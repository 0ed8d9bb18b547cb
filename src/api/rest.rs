// =============================================================================
// REST API Endpoints — Axum 0.7
// =============================================================================
//
// Read-only JSON view of the latest scan for a dashboard front end.  All
// endpoints live under `/api/v1/`.  There is no authentication: the scanner
// is a single-user tool and binds to localhost by default.
// =============================================================================

use std::sync::Arc;

use axum::{
    extract::{Json, Path, State},
    http::StatusCode,
    response::{IntoResponse, Response},
    routing::get,
    Router,
};
use serde::Serialize;
use tower_http::cors::{Any, CorsLayer};

use crate::app_state::AppState;
use crate::signals::Signal;

// =============================================================================
// Router construction
// =============================================================================

/// Build the REST router with CORS middleware and shared state.
pub fn router(state: Arc<AppState>) -> Router {
    let cors = CorsLayer::new()
        .allow_origin(Any)
        .allow_methods(Any)
        .allow_headers(Any);

    Router::new()
        .route("/api/v1/health", get(health))
        .route("/api/v1/scan", get(latest_scan))
        .route("/api/v1/scan/:symbol", get(symbol_scan))
        .route("/api/v1/config", get(config))
        .layer(cors)
        .with_state(state)
}

fn not_found(message: impl Into<String>) -> Response {
    let body = serde_json::json!({ "error": message.into() });
    (StatusCode::NOT_FOUND, Json(body)).into_response()
}

// =============================================================================
// Health
// =============================================================================

#[derive(Serialize)]
struct HealthResponse {
    status: &'static str,
    scans_completed: u64,
    last_scan_id: Option<String>,
    server_time: i64,
}

async fn health(State(state): State<Arc<AppState>>) -> impl IntoResponse {
    let resp = HealthResponse {
        status: "ok",
        scans_completed: state.scans_completed(),
        last_scan_id: state.latest_report().map(|r| r.id.clone()),
        server_time: chrono::Utc::now().timestamp_millis(),
    };
    Json(resp)
}

// =============================================================================
// Scan results
// =============================================================================

#[derive(Serialize)]
struct SignalCount {
    signal: Signal,
    label: &'static str,
    count: usize,
}

async fn latest_scan(State(state): State<Arc<AppState>>) -> Response {
    let Some(report) = state.latest_report() else {
        return not_found("no scan has completed yet");
    };

    let summary: Vec<SignalCount> = report
        .counts()
        .into_iter()
        .map(|(signal, count)| SignalCount {
            signal,
            label: signal.label(),
            count,
        })
        .collect();

    Json(serde_json::json!({
        "summary": summary,
        "report": &*report,
    }))
    .into_response()
}

async fn symbol_scan(State(state): State<Arc<AppState>>, Path(symbol): Path<String>) -> Response {
    let Some(report) = state.latest_report() else {
        return not_found("no scan has completed yet");
    };

    let verdicts = report.for_symbol(&symbol);
    if verdicts.is_empty() {
        return not_found(format!("{symbol} is not in the latest scan"));
    }

    Json(serde_json::json!({
        "scan_id": report.id,
        "finished_at": report.finished_at,
        "symbol": symbol.to_uppercase(),
        "verdicts": verdicts,
    }))
    .into_response()
}

// =============================================================================
// Config
// =============================================================================

async fn config(State(state): State<Arc<AppState>>) -> impl IntoResponse {
    Json(state.config.clone())
}

// =============================================================================
// Tests
// =============================================================================
#[cfg(test)]
mod tests {
    use axum::body::{to_bytes, Body};
    use axum::http::Request;
    use tower::ServiceExt;

    use super::*;
    use crate::runtime_config::ScannerConfig;
    use crate::scanner::{PairVerdict, ScanReport};
    use crate::signals::TradeIdea;

    fn verdict(symbol: &str, timeframe: &str, signal: Signal) -> PairVerdict {
        PairVerdict {
            symbol: symbol.into(),
            timeframe: timeframe.into(),
            interval: timeframe.into(),
            signal,
            label: signal.label(),
            bars: 200,
            as_of: None,
            usable_rows: 151,
            change_pct: Some(-4.2),
            trade_idea: Some(TradeIdea::Buy),
            latest: None,
            error: None,
        }
    }

    fn state_with_report() -> Arc<AppState> {
        let state = AppState::new(ScannerConfig::default());
        state.publish(ScanReport {
            id: "scan-1".into(),
            source: "yahoo".into(),
            started_at: "2026-01-01T00:00:00+00:00".into(),
            finished_at: "2026-01-01T00:00:05+00:00".into(),
            verdicts: vec![
                verdict("AAPL", "1d", Signal::BullishReversal),
                verdict("AAPL", "1h", Signal::NoSetup),
                verdict("TSLA", "1d", Signal::InsufficientData),
            ],
        });
        Arc::new(state)
    }

    async fn get(state: Arc<AppState>, uri: &str) -> (StatusCode, serde_json::Value) {
        let resp = router(state)
            .oneshot(Request::builder().uri(uri).body(Body::empty()).unwrap())
            .await
            .unwrap();
        let status = resp.status();
        let bytes = to_bytes(resp.into_body(), usize::MAX).await.unwrap();
        (status, serde_json::from_slice(&bytes).unwrap())
    }

    #[tokio::test]
    async fn health_reports_scan_count() {
        let (status, body) = get(state_with_report(), "/api/v1/health").await;
        assert_eq!(status, StatusCode::OK);
        assert_eq!(body["status"], "ok");
        assert_eq!(body["scans_completed"], 1);
        assert_eq!(body["last_scan_id"], "scan-1");
    }

    #[tokio::test]
    async fn scan_before_first_pass_is_404() {
        let state = Arc::new(AppState::new(ScannerConfig::default()));
        let (status, body) = get(state, "/api/v1/scan").await;
        assert_eq!(status, StatusCode::NOT_FOUND);
        assert!(body["error"].as_str().is_some());
    }

    #[tokio::test]
    async fn latest_scan_has_summary_and_verdicts() {
        let (status, body) = get(state_with_report(), "/api/v1/scan").await;
        assert_eq!(status, StatusCode::OK);
        assert_eq!(body["report"]["verdicts"].as_array().map(Vec::len), Some(3));
        assert_eq!(body["report"]["verdicts"][0]["signal"], "bullish_reversal");
        assert_eq!(body["report"]["verdicts"][0]["label"], "Bullish Reversal Signal");
        assert_eq!(body["report"]["verdicts"][0]["trade_idea"], "buy");
        assert_eq!(body["summary"][0]["count"], 1);
        assert_eq!(body["summary"][3]["signal"], "insufficient_data");
    }

    #[tokio::test]
    async fn symbol_lookup_is_case_insensitive() {
        let (status, body) = get(state_with_report(), "/api/v1/scan/aapl").await;
        assert_eq!(status, StatusCode::OK);
        assert_eq!(body["symbol"], "AAPL");
        assert_eq!(body["verdicts"].as_array().map(Vec::len), Some(2));

        let (status, _) = get(state_with_report(), "/api/v1/scan/NVDA").await;
        assert_eq!(status, StatusCode::NOT_FOUND);
    }

    #[tokio::test]
    async fn config_endpoint_echoes_settings() {
        let (status, body) = get(state_with_report(), "/api/v1/config").await;
        assert_eq!(status, StatusCode::OK);
        assert_eq!(body["symbols"][0], "TSLA");
        assert_eq!(body["indicators"]["macd_slow"], 26);
        assert_eq!(body["thresholds"]["rsi_oversold"], 40.0);
    }
}
// =============================================================================
// Technical Indicators Module
// =============================================================================
//
// Pure, side-effect-free implementations of the indicators the scanner reads.
// The low-level calculators return compact series (one value per defined
// position); `align` re-expands them onto the bar index so that every derived
// value sits next to the bar it was computed from.  Warm-up positions are
// `None`.
//
// No calculator looks ahead: the value at index `i` depends only on inputs at
// indices `<= i`.

pub mod ema;
pub mod engine;
pub mod macd;
pub mod rsi;

pub use engine::{IndicatorEngine, IndicatorParams, IndicatorRow};

/// Expand a compact series whose first value belongs to input index `offset`
/// into a `len`-long, index-aligned series.
///
/// Positions before `offset`, and positions past the end of `compact` (a
/// series truncated by a non-finite value), are `None`.
pub fn align(compact: &[f64], offset: usize, len: usize) -> Vec<Option<f64>> {
    let mut out = vec![None; len];
    for (i, &v) in compact.iter().enumerate() {
        match out.get_mut(offset + i) {
            Some(slot) => *slot = Some(v),
            None => break,
        }
    }
    out
}

#[cfg(test)]
mod tests {
    use super::*;

    #[test]
    fn align_places_values_after_offset() {
        let out = align(&[1.0, 2.0], 2, 5);
        assert_eq!(out, vec![None, None, Some(1.0), Some(2.0), None]);
    }

    #[test]
    fn align_empty_compact_is_all_none() {
        assert_eq!(align(&[], 0, 3), vec![None, None, None]);
    }

    #[test]
    fn align_never_grows_past_len() {
        let out = align(&[1.0, 2.0, 3.0], 1, 2);
        assert_eq!(out, vec![None, Some(1.0)]);
    }
}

Description of the task: The lines to return are those in the entries above that include "series".

Written reply:
// The low-level calculators return compact series (one value per defined
/// Expand a compact series whose first value belongs to input index `offset`
/// into a `len`-long, index-aligned series.
/// series truncated by a non-finite value), are `None`.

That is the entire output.